In the end, the following night, Phelps captured the gold, and Le Clos finished fourth. It was then that Phelps thrilled the crowd by holding his forefingers high in the air and encouraged the American fans to cheer.
It was reminiscent of the scene in “Raiders of the Lost Ark” where an Arab swordsman stands in the street facing Indiana Jones while doing a rapid series of fancy maneuvers to demonstrate his prowess with the sword. Jones simply pulls out his gun and shoots the swordsman. Odd as it may sound, it’s a laugh-out-loud moment because it symbolizes the American spirit in the same way as did Phelps’ victory over Le Clos.
Then there is outspoken Lilly King, who wagged her finger at Russian challenger Yulia Efimova for her doping violations. King captured the gold while Efimova took the silver, to which King said she just wanted to prove that she was better and “clean.”

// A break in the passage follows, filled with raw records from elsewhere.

//! Halo padding around frames.
//!
//! Padding widens the region read for a frame so that processing near frame
//! edges sees real neighbours. Where the widened region runs off the data
//! the border value is repeated (edge mode). Results are cut back to the
//! unpadded extent before they are written.

use std::collections::BTreeMap;

use ndarray::{ArrayD, Axis, IxDyn, Slice};
use serde::{Deserialize, Serialize};
use tracing::debug;

use crate::error::{Result, SlabError};
use crate::pattern::Pattern;
use crate::preview::PreviewSpec;
use crate::types::{DimSlice, SliceTuple};

/// Elements added before and after a dimension.
#[derive(Debug, Clone, Copy, PartialEq, Eq, Default, Serialize, Deserialize)]
pub struct Pad {
    pub before: usize,
    pub after: usize,
}

impl Pad {
    pub fn new(before: usize, after: usize) -> Self {
        Self { before, after }
    }

    pub fn symmetric(n: usize) -> Self {
        Self::new(n, n)
    }

    pub fn total(&self) -> usize {
        self.before + self.after
    }

    pub fn is_zero(&self) -> bool {
        self.total() == 0
    }
}

/// Per-dimension padding requested by a stage for one input.
#[derive(Debug, Clone, PartialEq, Eq, Default, Serialize, Deserialize)]
pub struct PaddingDirective {
    dims: BTreeMap<usize, Pad>,
}

impl PaddingDirective {
    pub fn new() -> Self {
        Self::default()
    }

    /// Add padding to a dimension; padding the same dimension twice
    /// accumulates.
    pub fn pad(mut self, dim: usize, pad: Pad) -> Self {
        let entry = self.dims.entry(dim).or_default();
        entry.before += pad.before;
        entry.after += pad.after;
        self
    }

    /// Pad every core dimension by `n` on both sides.
    pub fn pad_frame_edges(self, pattern: &Pattern, n: usize) -> Self {
        pattern
            .core_dims
            .iter()
            .fold(self, |acc, &dim| acc.pad(dim, Pad::symmetric(n)))
    }

    /// Add `n` neighbouring frames on both sides along the main direction,
    /// or the fast slice dimension when the pattern has none.
    pub fn pad_multi_frames(self, pattern: &Pattern, n: usize) -> Result<Self> {
        let dim = pattern.main_dir.or_else(|| pattern.fast_dim()).ok_or_else(|| {
            SlabError::invalid_padding(0, pattern.name.as_str(), "pattern has no slice dimension")
        })?;
        Ok(self.pad(dim, Pad::symmetric(n)))
    }

    pub fn get(&self, dim: usize) -> Pad {
        self.dims.get(&dim).copied().unwrap_or_default()
    }

    pub fn iter(&self) -> impl Iterator<Item = (usize, Pad)> + '_ {
        self.dims.iter().map(|(&d, &p)| (d, p))
    }

    pub fn is_empty(&self) -> bool {
        self.dims.values().all(Pad::is_zero)
    }

    /// Whether `dim` carries any padding.
    pub fn pads(&self, dim: usize) -> bool {
        !self.get(dim).is_zero()
    }

    /// Check that only core dimensions and the fast slice dimension are
    /// padded, and that none of them carries a chunked preview.
    pub fn validate(&self, pattern: &Pattern, preview: Option<&PreviewSpec>) -> Result<()> {
        for (dim, pad) in self.iter() {
            if pad.is_zero() {
                continue;
            }
            if !pattern.is_core(dim) && pattern.fast_dim() != Some(dim) {
                return Err(SlabError::invalid_padding(
                    dim,
                    pattern.name.as_str(),
                    "only core dimensions and the fast slice dimension can be padded",
                ));
            }
            if let Some(p) = preview.and_then(|p| p.dims.get(dim)) {
                if p.chunk > 1 {
                    return Err(SlabError::invalid_padding(
                        dim,
                        pattern.name.as_str(),
                        "dimension has a chunked preview",
                    ));
                }
            }
        }
        Ok(())
    }

    /// Re-index for physical storage that omits the var dimension.
    pub fn physical(&self, var_dim: Option<usize>) -> Self {
        let Some(var) = var_dim else {
            return self.clone();
        };
        let dims = self
            .dims
            .iter()
            .filter(|(d, _)| **d != var)
            .map(|(&d, &p)| (if d > var { d - 1 } else { d }, p))
            .collect();
        Self { dims }
    }
}

/// Region to read plus the edge replication to apply to it.
#[derive(Debug, Clone, PartialEq, Eq)]
pub struct PaddedRead {
    /// In-bounds region to fetch.
    pub slices: SliceTuple,
    /// Elements to replicate on each side of the fetched block.
    pub fill: Vec<Pad>,
}

impl PaddedRead {
    pub fn needs_fill(&self) -> bool {
        self.fill.iter().any(|p| !p.is_zero())
    }
}

/// Widen `slices` by `directive` and clamp the result to `shape`.
///
/// Elements that fall outside the data, whether from padding or from a
/// slice that already runs past the end, are reported in `fill` so the
/// fetched block can be edge-padded to the full requested size.
pub fn pad_read(
    slices: &[DimSlice],
    directive: &PaddingDirective,
    shape: &[usize],
) -> Result<PaddedRead> {
    if slices.len() != shape.len() {
        return Err(SlabError::shape_mismatch(format!(
            "slice tuple of rank {} for data of rank {}",
            slices.len(),
            shape.len()
        )));
    }

    let mut out = Vec::with_capacity(slices.len());
    let mut fill = Vec::with_capacity(slices.len());

    for (dim, (s, &extent)) in slices.iter().zip(shape).enumerate() {
        let step = s.step.max(1);
        let requested = s.len();
        let valid = if s.start >= extent {
            0
        } else {
            requested.min((extent - 1 - s.start) / step + 1)
        };
        if valid == 0 {
            return Err(SlabError::shape_mismatch(format!(
                "slice {} on dimension {} selects nothing inside extent {}",
                s, dim, extent
            )));
        }
        let overrun = requested - valid;
        let last = s.start + (valid - 1) * step;

        let pad = directive.get(dim);
        let avail_before = pad.before.min(s.start / step);
        let avail_after = pad.after.min((extent - 1 - last) / step);

        out.push(DimSlice::new(
            s.start - avail_before * step,
            last + avail_after * step + 1,
            step,
        ));
        fill.push(Pad::new(
            pad.before - avail_before,
            pad.after - avail_after + overrun,
        ));
    }

    let read = PaddedRead { slices: out, fill };
    if read.needs_fill() {
        debug!(fill = ?read.fill, "Padded read extends beyond the data");
    }
    Ok(read)
}

/// Edge-pad a block by `fill` on each dimension.
pub fn apply_pad(block: ArrayD<f32>, fill: &[Pad]) -> Result<ArrayD<f32>> {
    if fill.iter().all(Pad::is_zero) {
        return Ok(block);
    }
    if fill.len() != block.ndim() {
        return Err(SlabError::shape_mismatch(format!(
            "padding for {} dimensions applied to a block of rank {}",
            fill.len(),
            block.ndim()
        )));
    }
    let src_shape = block.shape().to_vec();
    if src_shape
        .iter()
        .zip(fill)
        .any(|(&len, pad)| len == 0 && !pad.is_zero())
    {
        return Err(SlabError::shape_mismatch("cannot edge-pad an empty dimension"));
    }

    let new_shape: Vec<usize> = src_shape
        .iter()
        .zip(fill)
        .map(|(&len, pad)| len + pad.total())
        .collect();

    Ok(ArrayD::from_shape_fn(IxDyn(&new_shape), |idx| {
        let src: Vec<usize> = (0..src_shape.len())
            .map(|d| {
                idx[d]
                    .saturating_sub(fill[d].before)
                    .min(src_shape[d] - 1)
            })
            .collect();
        block[src.as_slice()]
    }))
}

/// Remove the halo added by `directive` from a block whose axes match the
/// directive's dimensions.
pub fn strip_pad(block: ArrayD<f32>, directive: &PaddingDirective) -> Result<ArrayD<f32>> {
    if directive.is_empty() {
        return Ok(block);
    }
    for (dim, pad) in directive.iter() {
        let len = block.shape().get(dim).copied().ok_or_else(|| {
            SlabError::shape_mismatch(format!(
                "padded dimension {} outside block of rank {}",
                dim,
                block.ndim()
            ))
        })?;
        if len < pad.total() {
            return Err(SlabError::shape_mismatch(format!(
                "dimension {} has length {}, smaller than its padding {}",
                dim,
                len,
                pad.total()
            )));
        }
    }

    let stripped = block.slice_each_axis(|ax| {
        let pad = directive.get(ax.axis.index());
        Slice::from(pad.before..ax.len - pad.after)
    });
    Ok(stripped.to_owned())
}

/// Drop trailing elements along `dim` appended to reach a fixed transfer
/// length, leaving `expected`.
pub fn trim_excess(block: ArrayD<f32>, dim: usize, expected: usize) -> Result<ArrayD<f32>> {
    let len = block.len_of(Axis(dim));
    if len == expected {
        return Ok(block);
    }
    if len < expected {
        return Err(SlabError::shape_mismatch(format!(
            "dimension {} has length {}, expected at least {}",
            dim, len, expected
        )));
    }
    Ok(block
        .slice_axis(Axis(dim), Slice::from(0..expected))
        .to_owned())
}

/// Widen a process slice (local to a transfer block) to cover the padding
/// of the padded block.
pub fn pad_process_slice(slices: &[DimSlice], directive: &PaddingDirective) -> SliceTuple {
    slices
        .iter()
        .enumerate()
        .map(|(dim, s)| {
            let pad = directive.get(dim);
            DimSlice::new(s.start, s.stop + pad.total(), s.step)
        })
        .collect()
}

Three personalities. Three sources of American pride. Our swimmers are more Reaganesque than they are youngsters who grew up in the age of Obama, for they represent the best of who we are. How refreshing to reacquaint ourselves with the positive energy that made our country great through the spirit of our American athletes.
The U.S. owes our Olympians a vote of “thanks” not only for their dedication, skills and athletic prowess, but also for restoring the pride to a nation that has somehow lost its way.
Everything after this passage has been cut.